<<<<
/// Everything needed to rewind a pass to an earlier frontier.
#[derive(Clone, Debug, Default)]
pub(crate) struct Checkpoint {
    offset: u32,
    line: u32,
    column: u32,
    indentation: u32,
    indent_count: u32,
    need_space: bool,
    pending_space: bool,
    newline_run: u32,
    needs_new_line: bool,
    last_kind: Option<TokenKind>,
    comment_run: LineCommentRun,
    tail: Option<TailAction>,
    edits: EditSnapshot,
}

pub(crate) struct Scribe<'a> {
    source: &'a str,
    scanner: Scanner<'a>,
    config: &'a FormatConfig,
    skip: &'a SkipTable,
    edits: EditLog,
    pub alignments: AlignmentStack,
    diagnostics: Vec<Diagnostic>,

    line: u32,
    /// Columns emitted on the current output line, tab stops applied.
    column: u32,
    /// Target column for [`Self::print_indent_if_necessary`].
    indentation: u32,
    indent_count: u32,
    need_space: bool,
    pending_space: bool,
    /// Newlines emitted since the last printable character.
    newline_run: u32,
    /// A line comment or preprocessor line was just emitted; the next
    /// token must not share its line.
    needs_new_line: bool,
    last_kind: Option<TokenKind>,
    comment_run: LineCommentRun,
    tail: Option<TailAction>,
}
>>>>
== Task to carry out ==
Please repeat the data in full so that nothing differs from the original.

== Solution for this exercise ==
/// Everything needed to rewind a pass to an earlier frontier.
#[derive(Clone, Debug, Default)]
pub(crate) struct Checkpoint {
    offset: u32,
    line: u32,
    column: u32,
    indentation: u32,
    indent_count: u32,
    need_space: bool,
    pending_space: bool,
    newline_run: u32,
    needs_new_line: bool,
    last_kind: Option<TokenKind>,
    comment_run: LineCommentRun,
    tail: Option<TailAction>,
    edits: EditSnapshot,
}

pub(crate) struct Scribe<'a> {
    source: &'a str,
    scanner: Scanner<'a>,
    config: &'a FormatConfig,
    skip: &'a SkipTable,
    edits: EditLog,
    pub alignments: AlignmentStack,
    diagnostics: Vec<Diagnostic>,

    line: u32,
    /// Columns emitted on the current output line, tab stops applied.
    column: u32,
    /// Target column for [`Self::print_indent_if_necessary`].
    indentation: u32,
    indent_count: u32,
    need_space: bool,
    pending_space: bool,
    /// Newlines emitted since the last printable character.
    newline_run: u32,
    /// A line comment or preprocessor line was just emitted; the next
    /// token must not share its line.
    needs_new_line: bool,
    last_kind: Option<TokenKind>,
    comment_run: LineCommentRun,
    tail: Option<TailAction>,
}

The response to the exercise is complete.